How do the traditions of the Church form faith?

The traditions of the church create a space for the interaction between people and God to occur. Through traditions in our liturgy such as prayer, praise, and celebration of the Eucharist, we consecrate ordinary things and places and allow them to become instruments of the holy for us to encounter. Formation incorporates these traditions to create, curate, and name the sacred both inside and outside of the church building.

My approach to forming faith through the traditions of the church is shaped by what Mai-Anh Le Tran calls the “Boundless Table” – a theology of radical inclusiveness where the Eucharist becomes a subserve act of naming the sacred in the midst of the practices of everyday life.[1] This act also ensures that our boundaries remain porous so that we do not create artificial separation between the sacred and the secular, or the inside and the outside of the church.

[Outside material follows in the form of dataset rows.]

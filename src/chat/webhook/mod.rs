#[cfg(test)]
mod tests;

use async_trait::async_trait;
use serde_json::Value;
use std::time::Duration;
use tokio_util::sync::CancellationToken;
use tracing::{debug, info, warn};
use url::Url;

use super::{AnswerSource, ChatError};
use crate::config::ChatConfig;

/// Shown when the webhook answered OK but carried no answers
pub const NO_RESPONSE: &str = "No response received.";

const DEFAULT_TIMEOUT_SECONDS: u64 = 120;

/// Client for the chat webhook.
///
/// The question is posted as plain text; the answer is pulled out of the JSON
/// envelope with [`extract_answer`].
#[derive(Debug, Clone)]
pub struct WebhookClient {
    url: Url,
    authorization: String,
    agent: ureq::Agent,
}

impl WebhookClient {
    #[inline]
    pub fn new(config: &ChatConfig) -> Result<Self, ChatError> {
        let mut url = config
            .webhook_url()
            .map_err(|e| ChatError::NotConfigured(e.to_string()))?;

        let authorization = config
            .authorization
            .as_deref()
            .map(str::trim)
            .filter(|key| !key.is_empty())
            .ok_or_else(|| ChatError::NotConfigured("missing authorization key".to_string()))?
            .to_string();

        if let Some(token) = config.webhook_token.as_deref().filter(|t| !t.is_empty()) {
            url.query_pairs_mut().append_pair("token", token);
        }

        let agent = ureq::Agent::config_builder()
            .timeout_global(Some(Duration::from_secs(DEFAULT_TIMEOUT_SECONDS)))
            .http_status_as_error(false)
            .build()
            .into();

        Ok(Self {
            url,
            authorization,
            agent,
        })
    }

    #[inline]
    pub fn url(&self) -> &Url {
        &self.url
    }

    /// Post the question and wait for the raw JSON response
    #[inline]
    pub fn post_blocking(&self, question: &str) -> Result<Value, ChatError> {
        debug!("Posting {} chars to chat webhook {}", question.len(), self.url.path());

        let mut response = self
            .agent
            .post(self.url.as_str())
            .header("Content-Type", "text/plain")
            .header("Authorization", self.authorization.as_str())
            .send(question)
            .map_err(|e| ChatError::Network(e.to_string()))?;

        let status = response.status().as_u16();
        let body = response
            .body_mut()
            .read_to_string()
            .map_err(|e| ChatError::Network(e.to_string()))?;

        if !(200..300).contains(&status) {
            warn!("Chat webhook returned {}", status);
            return Err(ChatError::Transport {
                status,
                message: body,
            });
        }

        serde_json::from_str(&body).map_err(|e| ChatError::InvalidResponse(e.to_string()))
    }
}

#[async_trait]
impl AnswerSource for WebhookClient {
    async fn ask(&self, question: &str, cancel: &CancellationToken) -> Result<String, ChatError> {
        let question = question.trim().to_string();
        if question.is_empty() {
            return Err(ChatError::EmptyQuestion);
        }

        let client = self.clone();
        let request = tokio::task::spawn_blocking(move || client.post_blocking(&question));

        // The blocking request cannot be interrupted; on cancel its result is dropped
        let response = tokio::select! {
            biased;
            () = cancel.cancelled() => {
                info!("Chat request cancelled");
                return Err(ChatError::Cancelled);
            }
            joined = request => joined
                .map_err(|e| ChatError::Network(format!("request task failed: {}", e)))??,
        };

        Ok(extract_answer(&response))
    }
}

/// Turn a webhook response envelope into display text.
///
/// A non-OK status becomes `Error: <status>`. Otherwise the answers are joined with
/// newlines, falling back to [`NO_RESPONSE`].
#[inline]
pub fn extract_answer(response: &Value) -> String {
    match response.get("status") {
        Some(Value::String(status)) if status == "OK" => {}
        Some(Value::String(status)) if !status.is_empty() => return format!("Error: {}", status),
        None | Some(Value::Null | Value::String(_)) => return "Error: Unknown error".to_string(),
        Some(other) => return format!("Error: {}", other),
    }

    let answers: Vec<&str> = response
        .pointer("/data/objects/body/answers")
        .and_then(Value::as_array)
        .map(|answers| answers.iter().filter_map(Value::as_str).collect())
        .unwrap_or_default();

    if answers.is_empty() {
        NO_RESPONSE.to_string()
    } else {
        answers.join("\n")
    }
}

In the Episcopal Church, the Baptismal Covenant forms the basis for our identity and calling as ministers of the gospel to all people. This means that the work of formation is not just the responsibility of the professionals (the clergy) but is part of the work of all members of the community, both for themselves and for reaching out into their worlds. My goal as a formation leader is to help equip people for the work of going out into the world to walk alongside others, as Jesus did in his ministry. Again, the concept of giving permission is critically important to this process. As formation leaders, we can model and give blessing to new forms of spiritual practice that meet people where they are in the context of their everyday lives.


 



[1] Mai-Anh Le Tran, Reset the Heart: Unlearning Violence, Relearning Hope (Nashville: Abingdon Press, 2017), 98–101.